The majority of body cartilage is synthesized from chondroblasts that are largely inactive at later developmental stages compared to earlier years (pre-pubescence). The division of cells within cartilage occurs very slowly.

Therefore, growth in cartilage is usually not based on an increase in size or mass of the cartilage itself. Remodeling of cartilage is predominantly affected by changes and rearrangements of the collagen matrix, which responds to tensile and compressive forces experienced by the cartilage. Cartilage growth thus mainly refers to matrix deposition, but can include both growth and remodeling of the ECM.

Early in fetal development, the greater part of the skeleton is cartilaginous.
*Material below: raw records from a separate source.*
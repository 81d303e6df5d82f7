//! User and role administration

use super::ApiResponse;
use crate::server::middleware::AuthenticatedUser;
use crate::server::state::AppState;
use crate::utils::error::GatewayError;
use actix_web::{HttpResponse, web};
use serde::Deserialize;
use tracing::info;

#[derive(Debug, Deserialize)]
pub struct ActiveRequest {
    pub is_active: bool,
}

#[derive(Debug, Deserialize)]
pub struct RoleRequest {
    pub role: String,
}

/// Activate or deactivate a user
pub async fn set_active(
    state: web::Data<AppState>,
    admin: AuthenticatedUser,
    path: web::Path<String>,
    body: web::Json<ActiveRequest>,
) -> Result<HttpResponse, GatewayError> {
    let username = path.into_inner();
    let is_active = body.is_active;
    let store = state.storage.credentials.clone();

    let user = state
        .retry
        .call("set user active", || store.set_user_active(&username, is_active))
        .await?;

    info!(
        "{} set {} active={}",
        admin.username, user.username, user.is_active
    );
    Ok(ApiResponse::success(user).to_http_response())
}

/// Give a user one more role
pub async fn assign_role(
    state: web::Data<AppState>,
    admin: AuthenticatedUser,
    path: web::Path<String>,
    body: web::Json<RoleRequest>,
) -> Result<HttpResponse, GatewayError> {
    let username = path.into_inner();
    let store = state.storage.credentials.clone();

    let user = state
        .retry
        .call("assign role", || store.assign_role(&username, &body.role))
        .await?;

    info!("{} assigned {} to {}", admin.username, body.role, user.username);
    Ok(ApiResponse::success(user).to_http_response())
}

pub async fn revoke_role(
    state: web::Data<AppState>,
    admin: AuthenticatedUser,
    path: web::Path<(String, String)>,
) -> Result<HttpResponse, GatewayError> {
    let (username, role) = path.into_inner();
    let store = state.storage.credentials.clone();

    let user = state
        .retry
        .call("revoke role", || store.revoke_role(&username, &role))
        .await?;

    info!("{} revoked {} from {}", admin.username, role, user.username);
    Ok(ApiResponse::success(user).to_http_response())
}

/// Roles with their permissions and policies
pub async fn list_roles(state: web::Data<AppState>) -> Result<HttpResponse, GatewayError> {
    let store = state.storage.credentials.clone();
    let roles = state.retry.call("list roles", || store.list_roles()).await?;

    let meta = serde_json::json!({ "total": roles.len() });
    Ok(ApiResponse::success_with_meta(roles, meta).to_http_response())
}
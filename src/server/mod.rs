//! HTTP server implementation
//!
//! This module provides the HTTP server, its request pipeline and routing.

pub mod builder;
pub mod middleware;
pub mod routes;
pub mod server;
pub mod state;

pub use builder::{ServerBuilder, run_server};
pub use server::HttpServer;
pub use state::AppState;
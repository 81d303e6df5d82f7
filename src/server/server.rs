//! HTTP server core implementation
//!
//! This module provides the HttpServer struct and its core methods.

use crate::config::{Config, CounterBackend, ServerConfig};
use crate::server::middleware::{AuditMiddleware, AuthMiddleware, RateLimitMiddleware};
use crate::server::routes;
use crate::server::state::AppState;
use crate::storage::{StorageLayer, bootstrap};
use crate::utils::error::{GatewayError, Result};
use actix_cors::Cors;
use actix_web::{App, HttpServer as ActixHttpServer, middleware::DefaultHeaders, web};
use std::sync::Arc;
use std::time::Duration;
use tracing::{error, info};
use tracing_actix_web::TracingLogger;

/// HTTP server
pub struct HttpServer {
    /// Server configuration
    config: ServerConfig,
    /// Application state
    state: AppState,
}

impl HttpServer {
    /// Connect the configured stores, seed them and build the server
    pub async fn new(config: &Config) -> Result<Self> {
        info!("Creating HTTP server");

        let storage =
            StorageLayer::new(&config.gateway.storage, config.gateway.rate_limit.backend).await?;
        Self::with_storage(config, storage).await
    }

    /// Build the server on already-connected stores
    pub async fn with_storage(config: &Config, storage: StorageLayer) -> Result<Self> {
        bootstrap::run(storage.credentials.as_ref(), &config.gateway.bootstrap).await?;
        let state = AppState::new(config.clone(), storage)?;

        Ok(Self {
            config: config.gateway.server.clone(),
            state,
        })
    }

    /// Create the Actix-web application
    ///
    /// Stages run outermost first: request audit, rate limiting,
    /// authentication, then the per-route RBAC guards.
    pub fn create_app(
        state: web::Data<AppState>,
    ) -> App<
        impl actix_web::dev::ServiceFactory<
            actix_web::dev::ServiceRequest,
            Config = (),
            Response = actix_web::dev::ServiceResponse<impl actix_web::body::MessageBody>,
            Error = actix_web::Error,
            InitError = (),
        >,
    > {
        let cors_config = &state.config.gateway.server.cors;
        let mut cors = Cors::default();

        if cors_config.enabled {
            if cors_config.allows_all_origins() {
                cors = cors.allow_any_origin();
            } else {
                for origin in &cors_config.allowed_origins {
                    cors = cors.allowed_origin(origin);
                }
            }
            cors = cors
                .allow_any_method()
                .allow_any_header()
                .max_age(cors_config.max_age);
        }

        App::new()
            .app_data(state)
            .configure(routes::configure)
            .wrap(AuthMiddleware)
            .wrap(RateLimitMiddleware)
            .wrap(AuditMiddleware)
            .wrap(DefaultHeaders::new().add(("Server", "authgate")))
            .wrap(cors)
            .wrap(TracingLogger::default())
    }

    /// Start the HTTP server
    pub async fn start(self) -> Result<()> {
        let bind_addr = self.config.address();
        info!("Starting HTTP server on {}", bind_addr);

        let rate_limit = &self.state.config.gateway.rate_limit;
        if rate_limit.enabled && rate_limit.backend == CounterBackend::Memory {
            Arc::clone(&self.state.rate_limiter).start_cleanup_task();
        }

        let state = web::Data::new(self.state);
        let mut server = ActixHttpServer::new(move || Self::create_app(state.clone()))
            .client_request_timeout(Duration::from_secs(self.config.timeout));
        if let Some(workers) = self.config.workers {
            server = server.workers(workers);
        }

        let server = server
            .bind(&bind_addr)
            .map_err(|e| {
                error!("Failed to bind {}: {}", bind_addr, e);
                GatewayError::Io(e)
            })?
            .run();

        info!("HTTP server listening on {}", bind_addr);
        server.await?;

        info!("HTTP server stopped");
        Ok(())
    }

    /// Get server configuration
    pub fn config(&self) -> &ServerConfig {
        &self.config
    }

    /// Get application state
    pub fn state(&self) -> &AppState {
        &self.state
    }
}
This temporary cartilage is gradually replaced by bone (endochondral ossification), a process that ends at puberty. In contrast, the cartilage in the joints remains permanently unossified during life.

Repair

Once damaged, cartilage has limited repair capabilities because chondrocytes are bound in lacunae and cannot migrate to damaged areas. Also, because cartilage does not have a blood supply, the deposition of new matrix is slow.

Damaged hyaline cartilage is usually replaced by fibrocartilage scar tissue. Over the last few years, surgeons and scientists have elaborated a series of cartilage repair procedures that help to postpone the need for joint replacement.

These include marrow stimulation techniques, including surgeries, stem cell injections, and grafting of cartilage into damaged areas.

However, due to the extremely slow growth of cartilage and its avascular properties, regeneration and growth of cartilage post-injury is still very slow.